//! TCP accept loop, request-line parsing, and per-request isolation.
//!
//! A single-threaded, serial `accept()` loop: each connection is read,
//! dispatched, and responded to in full before the next `accept()` runs.
//! Every request gets a brand-new `Environment` — nothing survives between
//! requests. Grounded in the teacher's `httpd` crate shape for the overall
//! module split, and in `jtag-mcp/src/main.rs`'s accept-loop/logging idiom
//! for how a blocking loop reports what it's doing via `tracing`.

use std::io::{BufRead, BufReader, Write};
use std::net::{TcpListener, TcpStream};
use std::time::Duration;

use crate::environment::Environment;
use crate::evaluator::execute_block;
use crate::response::{frame, StatusCode};
use crate::router::find_route;
use crate::value::Value;
use crate::Script;

/// Per spec's design notes: a read/write deadline on the connection socket,
/// not a correctness requirement but recommended so a stalled client can't
/// hold the single accept loop open forever.
const CONNECTION_TIMEOUT: Duration = Duration::from_secs(30);

/// Runs the accept loop until the listener itself errors out. Each accepted
/// connection is handled to completion before the next `accept()` call, per
/// the single-threaded, no-concurrency resource model.
pub fn run(listener: TcpListener, script: &Script) {
    let patterns: Vec<&str> = script
        .program
        .routes
        .iter()
        .map(|route| route.path.as_str())
        .collect();

    tracing::info!(
        local_addr = %listener
            .local_addr()
            .map(|addr| addr.to_string())
            .unwrap_or_default(),
        routes = ?patterns,
        "webbubble listening"
    );

    for incoming in listener.incoming() {
        match incoming {
            Ok(stream) => handle_connection(stream, script, &patterns),
            Err(err) => {
                tracing::warn!(error = %err, "failed to accept connection, continuing");
            }
        }
    }
}

fn handle_connection(mut stream: TcpStream, script: &Script, patterns: &[&str]) {
    let _ = stream.set_read_timeout(Some(CONNECTION_TIMEOUT));
    let _ = stream.set_write_timeout(Some(CONNECTION_TIMEOUT));

    let request_line = match read_request_line(&stream) {
        Ok(line) if !line.is_empty() => line,
        Ok(_) => {
            tracing::debug!("empty read, closing connection");
            return;
        }
        Err(err) => {
            tracing::warn!(error = %err, "failed to read request line, closing connection");
            return;
        }
    };

    // On parse failure the original substitutes a default request line
    // rather than dropping the connection; kept here for the same reason.
    let (method, path) = parse_request_line(&request_line).unwrap_or(("GET", "/"));

    let (status, response_body) = dispatch(script, patterns, path);

    tracing::debug!(method, path, status = status.0, "dispatched");

    if let Err(err) = stream.write_all(response_body.as_bytes()) {
        tracing::warn!(error = %err, "failed to write response");
    }
}

fn dispatch(script: &Script, patterns: &[&str], path: &str) -> (StatusCode, String) {
    match find_route(patterns, path) {
        Some((index, params)) => {
            let route = &script.program.routes[index];
            let mut env = Environment::new();
            for (name, value) in params {
                env.set(&name, Value::String(value.to_string()));
            }
            match execute_block(&route.body, &mut env) {
                Some(output) => (
                    StatusCode::OK,
                    frame(StatusCode::OK, output.content_type, &output.body),
                ),
                None => (StatusCode::OK, frame(StatusCode::OK, "text/plain", "")),
            }
        }
        None => {
            let body = format!("404 Not Found - Route '{path}' not defined");
            (
                StatusCode::NOT_FOUND,
                frame(StatusCode::NOT_FOUND, "text/plain", &body),
            )
        }
    }
}

fn read_request_line(stream: &TcpStream) -> std::io::Result<String> {
    let mut reader = BufReader::new(stream.try_clone()?);
    let mut line = String::new();
    reader.read_line(&mut line)?;
    Ok(line)
}

fn parse_request_line(line: &str) -> Option<(&str, &str)> {
    let mut parts = line.trim_end().splitn(3, ' ');
    let method = parts.next()?;
    let path = parts.next()?;
    if method.is_empty() || path.is_empty() {
        return None;
    }
    Some((method, path))
}

#[cfg(test)]
mod tests {
    use super::*;
    use std::io::Read;
    use std::net::TcpStream;
    use std::thread;

    fn spawn_server(source: &str) -> std::net::SocketAddr {
        let script = Script::parse(source).unwrap();
        let listener = TcpListener::bind("127.0.0.1:0").unwrap();
        let addr = listener.local_addr().unwrap();
        thread::spawn(move || run(listener, &script));
        addr
    }

    fn get(addr: std::net::SocketAddr, path: &str) -> String {
        let mut stream = TcpStream::connect(addr).unwrap();
        stream
            .write_all(format!("GET {path} HTTP/1.1\r\n\r\n").as_bytes())
            .unwrap();
        let mut response = String::new();
        stream.read_to_string(&mut response).unwrap();
        response
    }

    #[test]
    fn matched_route_returns_200_with_body() {
        let addr = spawn_server(r#"route "/hello" { response "hi" }"#);
        let response = get(addr, "/hello");
        assert!(response.starts_with("HTTP/1.1 200 OK\r\n"));
        assert!(response.ends_with("hi\n"));
    }

    #[test]
    fn unmatched_path_returns_404() {
        let addr = spawn_server(r#"route "/hello" { response "hi" }"#);
        let response = get(addr, "/nope");
        assert!(response.starts_with("HTTP/1.1 404 Not Found\r\n"));
        assert!(response.ends_with("not defined"));
    }

    #[test]
    fn path_param_is_bound_into_the_environment() {
        let addr = spawn_server(r#"route "/user/:id" { response "id=" + id }"#);
        let response = get(addr, "/user/42");
        assert!(response.ends_with("id=42\n"));
    }

    #[test]
    fn html_response_sets_content_type() {
        let addr = spawn_server(r#"route "/a" { name = "Bob" response html { name } }"#);
        let response = get(addr, "/a");
        assert!(response.contains("Content-Type: text/html\r\n"));
        assert!(response.ends_with("<html><body>Bob</body></html>\n"));
    }

    #[test]
    fn route_with_no_response_statement_is_a_200_with_empty_body() {
        let addr = spawn_server(r#"route "/a" { y = 1 }"#);
        let response = get(addr, "/a");
        assert!(response.starts_with("HTTP/1.1 200 OK\r\n"));
        assert!(response.ends_with("\r\n\r\n"));
    }

    #[test]
    fn variables_do_not_survive_across_requests_to_different_routes() {
        let addr = spawn_server(
            r#"
            route "/set" { x = 1  response x }
            route "/get" { response x }
            "#,
        );
        let first = get(addr, "/set");
        assert!(first.ends_with("1\n"));

        let second = get(addr, "/get");
        assert!(second.starts_with("HTTP/1.1 200 OK\r\n"));
        assert!(second.ends_with("\r\n\r\n\n"));
    }
}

━━━━━━━━━━━━━━━━

— What to produce —
Please restate every record above word for word.

— Result —
//! TCP accept loop, request-line parsing, and per-request isolation.
//!
//! A single-threaded, serial `accept()` loop: each connection is read,
//! dispatched, and responded to in full before the next `accept()` runs.
//! Every request gets a brand-new `Environment` — nothing survives between
//! requests. Grounded in the teacher's `httpd` crate shape for the overall
//! module split, and in `jtag-mcp/src/main.rs`'s accept-loop/logging idiom
//! for how a blocking loop reports what it's doing via `tracing`.

use std::io::{BufRead, BufReader, Write};
use std::net::{TcpListener, TcpStream};
use std::time::Duration;

use crate::environment::Environment;
use crate::evaluator::execute_block;
use crate::response::{frame, StatusCode};
use crate::router::find_route;
use crate::value::Value;
use crate::Script;

/// Per spec's design notes: a read/write deadline on the connection socket,
/// not a correctness requirement but recommended so a stalled client can't
/// hold the single accept loop open forever.
const CONNECTION_TIMEOUT: Duration = Duration::from_secs(30);

/// Runs the accept loop until the listener itself errors out. Each accepted
/// connection is handled to completion before the next `accept()` call, per
/// the single-threaded, no-concurrency resource model.
pub fn run(listener: TcpListener, script: &Script) {
    let patterns: Vec<&str> = script
        .program
        .routes
        .iter()
        .map(|route| route.path.as_str())
        .collect();

    tracing::info!(
        local_addr = %listener
            .local_addr()
            .map(|addr| addr.to_string())
            .unwrap_or_default(),
        routes = ?patterns,
        "webbubble listening"
    );

    for incoming in listener.incoming() {
        match incoming {
            Ok(stream) => handle_connection(stream, script, &patterns),
            Err(err) => {
                tracing::warn!(error = %err, "failed to accept connection, continuing");
            }
        }
    }
}

fn handle_connection(mut stream: TcpStream, script: &Script, patterns: &[&str]) {
    let _ = stream.set_read_timeout(Some(CONNECTION_TIMEOUT));
    let _ = stream.set_write_timeout(Some(CONNECTION_TIMEOUT));

    let request_line = match read_request_line(&stream) {
        Ok(line) if !line.is_empty() => line,
        Ok(_) => {
            tracing::debug!("empty read, closing connection");
            return;
        }
        Err(err) => {
            tracing::warn!(error = %err, "failed to read request line, closing connection");
            return;
        }
    };

    // On parse failure the original substitutes a default request line
    // rather than dropping the connection; kept here for the same reason.
    let (method, path) = parse_request_line(&request_line).unwrap_or(("GET", "/"));

    let (status, response_body) = dispatch(script, patterns, path);

    tracing::debug!(method, path, status = status.0, "dispatched");

    if let Err(err) = stream.write_all(response_body.as_bytes()) {
        tracing::warn!(error = %err, "failed to write response");
    }
}

fn dispatch(script: &Script, patterns: &[&str], path: &str) -> (StatusCode, String) {
    match find_route(patterns, path) {
        Some((index, params)) => {
            let route = &script.program.routes[index];
            let mut env = Environment::new();
            for (name, value) in params {
                env.set(&name, Value::String(value.to_string()));
            }
            match execute_block(&route.body, &mut env) {
                Some(output) => (
                    StatusCode::OK,
                    frame(StatusCode::OK, output.content_type, &output.body),
                ),
                None => (StatusCode::OK, frame(StatusCode::OK, "text/plain", "")),
            }
        }
        None => {
            let body = format!("404 Not Found - Route '{path}' not defined");
            (
                StatusCode::NOT_FOUND,
                frame(StatusCode::NOT_FOUND, "text/plain", &body),
            )
        }
    }
}

fn read_request_line(stream: &TcpStream) -> std::io::Result<String> {
    let mut reader = BufReader::new(stream.try_clone()?);
    let mut line = String::new();
    reader.read_line(&mut line)?;
    Ok(line)
}

fn parse_request_line(line: &str) -> Option<(&str, &str)> {
    let mut parts = line.trim_end().splitn(3, ' ');
    let method = parts.next()?;
    let path = parts.next()?;
    if method.is_empty() || path.is_empty() {
        return None;
    }
    Some((method, path))
}

#[cfg(test)]
mod tests {
    use super::*;
    use std::io::Read;
    use std::net::TcpStream;
    use std::thread;

    fn spawn_server(source: &str) -> std::net::SocketAddr {
        let script = Script::parse(source).unwrap();
        let listener = TcpListener::bind("127.0.0.1:0").unwrap();
        let addr = listener.local_addr().unwrap();
        thread::spawn(move || run(listener, &script));
        addr
    }

    fn get(addr: std::net::SocketAddr, path: &str) -> String {
        let mut stream = TcpStream::connect(addr).unwrap();
        stream
            .write_all(format!("GET {path} HTTP/1.1\r\n\r\n").as_bytes())
            .unwrap();
        let mut response = String::new();
        stream.read_to_string(&mut response).unwrap();
        response
    }

    #[test]
    fn matched_route_returns_200_with_body() {
        let addr = spawn_server(r#"route "/hello" { response "hi" }"#);
        let response = get(addr, "/hello");
        assert!(response.starts_with("HTTP/1.1 200 OK\r\n"));
        assert!(response.ends_with("hi\n"));
    }

    #[test]
    fn unmatched_path_returns_404() {
        let addr = spawn_server(r#"route "/hello" { response "hi" }"#);
        let response = get(addr, "/nope");
        assert!(response.starts_with("HTTP/1.1 404 Not Found\r\n"));
        assert!(response.ends_with("not defined"));
    }

    #[test]
    fn path_param_is_bound_into_the_environment() {
        let addr = spawn_server(r#"route "/user/:id" { response "id=" + id }"#);
        let response = get(addr, "/user/42");
        assert!(response.ends_with("id=42\n"));
    }

    #[test]
    fn html_response_sets_content_type() {
        let addr = spawn_server(r#"route "/a" { name = "Bob" response html { name } }"#);
        let response = get(addr, "/a");
        assert!(response.contains("Content-Type: text/html\r\n"));
        assert!(response.ends_with("<html><body>Bob</body></html>\n"));
    }

    #[test]
    fn route_with_no_response_statement_is_a_200_with_empty_body() {
        let addr = spawn_server(r#"route "/a" { y = 1 }"#);
        let response = get(addr, "/a");
        assert!(response.starts_with("HTTP/1.1 200 OK\r\n"));
        assert!(response.ends_with("\r\n\r\n"));
    }

    #[test]
    fn variables_do_not_survive_across_requests_to_different_routes() {
        let addr = spawn_server(
            r#"
            route "/set" { x = 1  response x }
            route "/get" { response x }
            "#,
        );
        let first = get(addr, "/set");
        assert!(first.ends_with("1\n"));

        let second = get(addr, "/get");
        assert!(second.starts_with("HTTP/1.1 200 OK\r\n"));
        assert!(second.ends_with("\r\n\r\n\n"));
    }
}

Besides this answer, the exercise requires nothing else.